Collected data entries
##############################
// Copyright (C) 2023 Tristan Gerritsen <tristan@thewoosh.org>
// All Rights Reserved.

use unicase::UniCase;

use crate::{
    syntax,
    InvalidArgument,
};

/// The canonical name of the `Host` header, which is always stored first.
pub const HOST: &str = "Host";

/// One or more values for a header field, as supplied to
/// [`HeaderBag::with_header()`] and [`HeaderBag::with_added_header()`].
#[derive(Clone, Debug, Default, PartialEq, Eq)]
pub struct HeaderValues(Vec<String>);

impl HeaderValues {
    pub fn len(&self) -> usize {
        self.0.len()
    }

    pub fn is_empty(&self) -> bool {
        self.0.is_empty()
    }
}

impl From<&str> for HeaderValues {
    fn from(value: &str) -> Self {
        Self(vec![value.to_string()])
    }
}

impl From<String> for HeaderValues {
    fn from(value: String) -> Self {
        Self(vec![value])
    }
}

impl From<&String> for HeaderValues {
    fn from(value: &String) -> Self {
        Self(vec![value.clone()])
    }
}

impl From<Vec<String>> for HeaderValues {
    fn from(values: Vec<String>) -> Self {
        Self(values)
    }
}

impl From<Vec<&str>> for HeaderValues {
    fn from(values: Vec<&str>) -> Self {
        values.as_slice().into()
    }
}

impl From<&[&str]> for HeaderValues {
    fn from(values: &[&str]) -> Self {
        Self(values.iter().map(|value| value.to_string()).collect())
    }
}

impl From<&[String]> for HeaderValues {
    fn from(values: &[String]) -> Self {
        Self(values.to_vec())
    }
}

impl<const N: usize> From<[&str; N]> for HeaderValues {
    fn from(values: [&str; N]) -> Self {
        values.as_slice().into()
    }
}

/// An ordered, case-insensitive collection of header fields.
///
/// Names keep the case they were first supplied with, except `Host`, which
/// is always stored as `Host` and always iterated first.
#[derive(Clone, Debug, Default, PartialEq, Eq)]
pub struct HeaderBag {
    headers: Vec<(String, Vec<String>)>,
}

impl HeaderBag {
    pub fn new() -> HeaderBag {
        HeaderBag::default()
    }

    pub fn contains(&self, header_name: &str) -> bool {
        self.position(header_name).is_some()
    }

    /// Returns the values of the header, or an empty slice when absent.
    pub fn get(&self, header_name: &str) -> &[String] {
        match self.position(header_name) {
            Some(index) => &self.headers[index].1,
            None => &[],
        }
    }

    /// Returns the values of the header joined by `", "`, or the empty string
    /// when absent.
    pub fn get_line(&self, header_name: &str) -> String {
        self.get(header_name).join(", ")
    }

    pub fn len(&self) -> usize {
        self.headers.len()
    }

    pub fn is_empty(&self) -> bool {
        self.headers.is_empty()
    }

    pub fn iter(&self) -> impl Iterator<Item = (&str, &[String])> {
        self.headers.iter().map(|(name, values)| (name.as_str(), values.as_slice()))
    }

    /// Returns a copy where the header has exactly the given values.
    pub fn with_header(&self, name: &str, values: impl Into<HeaderValues>) -> Result<Self, InvalidArgument> {
        validate_name(name)?;
        let values = validate_values(name, values.into())?;

        let mut bag = self.clone();
        match bag.position(name) {
            Some(index) => bag.headers[index].1 = values,
            None if is_host(name) => bag.headers.insert(0, (HOST.to_string(), values)),
            None => bag.headers.push((name.to_string(), values)),
        }
        Ok(bag)
    }

    /// Returns a copy where the given values are appended to the existing
    /// values of the header. The `Host` header can't hold a second value.
    pub fn with_added_header(&self, name: &str, values: impl Into<HeaderValues>) -> Result<Self, InvalidArgument> {
        validate_name(name)?;
        let values = validate_values(name, values.into())?;

        let mut bag = self.clone();
        match bag.position(name) {
            Some(..) if is_host(name) => {
                #[cfg(feature = "debugging")]
                tracing::trace!("Rejecting a second Host value");
                return Err(InvalidArgument::MultipleHostValues);
            }
            Some(index) => bag.headers[index].1.extend(values),
            None if is_host(name) => bag.headers.insert(0, (HOST.to_string(), values)),
            None => bag.headers.push((name.to_string(), values)),
        }
        Ok(bag)
    }

    /// Returns a copy without the header. Returns an equal bag when the
    /// header wasn't present.
    #[must_use]
    pub fn without_header(&self, header_name: &str) -> Self {
        let header_name = UniCase::ascii(header_name);
        Self {
            headers: self.headers.iter()
                .filter(|(name, _)| UniCase::ascii(name.as_str()) != header_name)
                .cloned()
                .collect(),
        }
    }

    /// Sets the `Host` header to a value derived from a [`Uri`](crate::Uri),
    /// whose host and port can't contain anything a field value forbids.
    pub(crate) fn with_uri_host(&self, value: String) -> Self {
        let mut bag = self.without_header(HOST);
        bag.headers.insert(0, (HOST.to_string(), vec![value]));
        bag
    }

    fn position(&self, header_name: &str) -> Option<usize> {
        let header_name = UniCase::ascii(header_name);
        self.headers.iter().position(|(name, _)| UniCase::ascii(name.as_str()) == header_name)
    }
}

impl<'a> IntoIterator for &'a HeaderBag {
    type Item = (&'a str, &'a [String]);
    type IntoIter = Box<dyn Iterator<Item = Self::Item> + 'a>;

    fn into_iter(self) -> Self::IntoIter {
        Box::new(self.iter())
    }
}

#[inline]
fn is_host(name: &str) -> bool {
    name.eq_ignore_ascii_case(HOST)
}

fn validate_name(name: &str) -> Result<(), InvalidArgument> {
    syntax::validate_token(name).map_err(|_reason| {
        #[cfg(feature = "debugging")]
        tracing::trace!("Invalid header name {name:?}: {}", _reason.as_ref());
        InvalidArgument::HeaderNameInvalid
    })
}

/// Trims every value and checks it is valid `field-content`.
fn validate_values(name: &str, values: HeaderValues) -> Result<Vec<String>, InvalidArgument> {
    if values.is_empty() {
        return Err(InvalidArgument::HeaderValueInvalid);
    }

    if is_host(name) && values.len() > 1 {
        return Err(InvalidArgument::MultipleHostValues);
    }

    values.0.into_iter()
        .map(|value| {
            let trimmed = syntax::trim_optional_whitespace(&value);
            if !syntax::is_valid_field_value(trimmed) {
                #[cfg(feature = "debugging")]
                tracing::trace!("Invalid value for header {name:?}: {value:?}");
                return Err(InvalidArgument::HeaderValueInvalid);
            }

            if trimmed.len() == value.len() {
                Ok(value)
            } else {
                Ok(trimmed.to_string())
            }
        })
        .collect()
}

#[cfg(test)]
mod tests {
    use super::*;
    use rstest::rstest;

    fn names(bag: &HeaderBag) -> Vec<&str> {
        bag.iter().map(|(name, _)| name).collect()
    }

    #[rstest]
    #[case("Access-Control-Allow-Credentials")]
    #[case("Content-MD5")]
    #[case("Content-Security-Policy-Report-Only")]
    #[case("ETag")]
    #[case("HTTP")]
    #[case("P3P")]
    #[case("WWW-Authenticate")]
    #[case("X-XSS-Protection")]
    fn test_valid_header_names(#[case] name: &str) {
        let bag = HeaderBag::new().with_header(name, "c29tZSB2YWx1ZQ==").unwrap();
        assert_eq!(bag.get_line(name), "c29tZSB2YWx1ZQ==");

        let bag = HeaderBag::new().with_added_header(name, "c29tZSB2YWx1ZQ==").unwrap();
        assert_eq!(bag.get_line(name), "c29tZSB2YWx1ZQ==");
    }

    #[rstest]
    #[case("")]
    #[case("hey dude")]
    #[case("Location:")]
    #[case("This-is-a-cyrillic-о")]
    #[case("X-Foo\r-Bar")]
    #[case("X-Foo\n-Bar")]
    #[case("X-Foo\r\n-Bar")]
    fn test_invalid_header_names(#[case] name: &str) {
        assert_eq!(HeaderBag::new().with_header(name, "value"), Err(InvalidArgument::HeaderNameInvalid));
        assert_eq!(HeaderBag::new().with_added_header(name, "value"), Err(InvalidArgument::HeaderNameInvalid));
    }

    #[rstest]
    #[case("text/plain")]
    #[case("PHP 9.1")]
    #[case("text/html,application/xhtml+xml,application/xml;q=0.9,image/webp,image/apng,*/*;q=0.8")]
    #[case("gzip, deflate, br")]
    fn test_valid_header_values(#[case] value: &str) {
        let bag = HeaderBag::new().with_header("header", value).unwrap();
        assert_eq!(bag.get_line("header"), value);
    }

    #[rstest]
    #[case(HeaderValues::from("package http\r\nH: 0 0\r\n\r\n"))]
    #[case(HeaderValues::from("value\rinjection"))]
    #[case(HeaderValues::from("value\ninjection"))]
    #[case(HeaderValues::from(["valid", "in\r\nvalid"]))]
    #[case(HeaderValues::from(Vec::<String>::new()))]
    fn test_invalid_header_values(#[case] values: HeaderValues) {
        assert_eq!(HeaderBag::new().with_header("header", values.clone()), Err(InvalidArgument::HeaderValueInvalid));
        assert_eq!(HeaderBag::new().with_added_header("header", values), Err(InvalidArgument::HeaderValueInvalid));
    }

    #[test]
    fn test_added_header_aggregates_without_removing_duplicates() {
        let bag = HeaderBag::new()
            .with_header("Zoo", "a").unwrap()
            .with_added_header("zoo", ["b", "c", "a"]).unwrap();

        assert_eq!(bag.len(), 1);
        assert_eq!(bag.iter().next(), Some(("Zoo", &["a".to_string(), "b".to_string(), "c".to_string(), "a".to_string()][..])));
    }

    #[test]
    fn test_get_is_case_insensitive() {
        let bag = HeaderBag::new().with_header("LANGUAGE", "ru-RU").unwrap();
        assert_eq!(bag.get_line("Language"), "ru-RU");
        assert_eq!(bag.get("language"), ["ru-RU"]);
        assert!(bag.contains("lAnGuAgE"));
    }

    #[test]
    fn test_absent_header() {
        let bag = HeaderBag::new();
        assert!(bag.get("Accept").is_empty());
        assert_eq!(bag.get_line("Accept"), "");
        assert!(!bag.contains("Accept"));
    }

    #[test]
    fn test_lists_of_values() {
        let bag = HeaderBag::new().with_header("Foo", ["a", "b", "c"]).unwrap();
        assert_eq!(bag.get_line("Foo"), "a, b, c");

        let bag = HeaderBag::new()
            .with_header("Foo", "a").unwrap()
            .with_added_header("Foo", vec!["b", "c"]).unwrap();
        assert_eq!(bag.get_line("Foo"), "a, b, c");
    }

    #[test]
    fn test_values_are_not_escaped() {
        let bag = HeaderBag::new().with_header("Zoo", ["elephant", "monkey, rhino", "t-rex!"]).unwrap();
        assert_eq!(bag.get_line("zoo"), "elephant, monkey, rhino, t-rex!");
    }

    #[test]
    fn test_with_header_replaces_values() {
        let bag = HeaderBag::new()
            .with_header("Foo", ["a", "b"]).unwrap()
            .with_header("foo", "c").unwrap();
        assert_eq!(bag.get("FOO"), ["c"]);
        assert_eq!(names(&bag), ["Foo"]);
    }

    #[test]
    fn test_host_is_first() {
        let bag = HeaderBag::new()
            .with_header("Foo", "Bar").unwrap()
            .with_header("Host", "foo.com").unwrap();
        assert_eq!(names(&bag), ["Host", "Foo"]);

        let bag = HeaderBag::new()
            .with_header("Foo", "Bar").unwrap()
            .with_added_header("host", "foo.com").unwrap();
        assert_eq!(names(&bag), ["Host", "Foo"]);
    }

    #[rstest]
    #[case("host")]
    #[case("hosT")]
    #[case("hOST")]
    #[case("HOST")]
    #[case("HoSt")]
    #[case("Host")]
    fn test_host_name_is_normalized(#[case] name: &str) {
        let bag = HeaderBag::new().with_header(name, "example.com").unwrap();
        assert_eq!(names(&bag), ["Host"]);
        assert_eq!(bag.get(HOST), ["example.com"]);
    }

    #[test]
    fn test_host_is_not_duplicated() {
        let bag = HeaderBag::new().with_header("Host", "example.com").unwrap();
        assert_eq!(bag.with_added_header("Host", "example.net"), Err(InvalidArgument::MultipleHostValues));

        let bag = bag.with_header("HOST", "example.net").unwrap();
        assert_eq!(bag.get_line("Host"), "example.net");
    }

    #[test]
    fn test_multiple_host_values_are_rejected() {
        assert_eq!(HeaderBag::new().with_header("Host", ["a.com", "b.com"]), Err(InvalidArgument::MultipleHostValues));
        assert_eq!(HeaderBag::new().with_added_header("Host", ["a.com", "b.com"]), Err(InvalidArgument::MultipleHostValues));
    }

    #[test]
    fn test_without_header() {
        let bag = HeaderBag::new()
            .with_header("Language", "ru").unwrap()
            .with_header("Accept", "*/*").unwrap();

        let removed = bag.without_header("LANGUAGE");
        assert_eq!(removed.get_line("Language"), "");
        assert_eq!(names(&removed), ["Accept"]);
        assert_eq!(bag.get_line("Language"), "ru");

        assert_eq!(bag.without_header("X-Absent"), bag);
    }

    #[test]
    fn test_values_are_trimmed() {
        let expected = ["Foo".to_string()];
        for bag in [
            HeaderBag::new().with_header("OWS", " \t \tFoo\t \t ").unwrap(),
            HeaderBag::new().with_added_header("OWS", " \t \tFoo\t \t ").unwrap(),
        ] {
            assert_eq!(bag.iter().collect::<Vec<_>>(), [("OWS", &expected[..])]);
            assert_eq!(bag.get_line("OWS"), "Foo");
        }
    }

    #[test]
    fn test_mutators_preserve_original() {
        let bag = HeaderBag::new().with_header("X-Name", "value").unwrap();
        let _ = bag.with_header("X-Name", "value-replaced").unwrap();
        let _ = bag.with_added_header("X-Name", "value-added").unwrap();
        let _ = bag.without_header("X-Name");
        assert_eq!(bag.get_line("X-Name"), "value");
    }
}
##############################
## WHAT YOU ARE ASKED TO DO
Among the records above, extract exactly the lines from the line with "fn from(values: Vec<String>)" to the line with "pub struct HeaderBag", both lines included, and leave out the rest.

## TASK RESULT
    fn from(values: Vec<String>) -> Self {
        Self(values)
    }
}

impl From<Vec<&str>> for HeaderValues {
    fn from(values: Vec<&str>) -> Self {
        values.as_slice().into()
    }
}

impl From<&[&str]> for HeaderValues {
    fn from(values: &[&str]) -> Self {
        Self(values.iter().map(|value| value.to_string()).collect())
    }
}

impl From<&[String]> for HeaderValues {
    fn from(values: &[String]) -> Self {
        Self(values.to_vec())
    }
}

impl<const N: usize> From<[&str; N]> for HeaderValues {
    fn from(values: [&str; N]) -> Self {
        values.as_slice().into()
    }
}

/// An ordered, case-insensitive collection of header fields.
///
/// Names keep the case they were first supplied with, except `Host`, which
/// is always stored as `Host` and always iterated first.
#[derive(Clone, Debug, Default, PartialEq, Eq)]
pub struct HeaderBag {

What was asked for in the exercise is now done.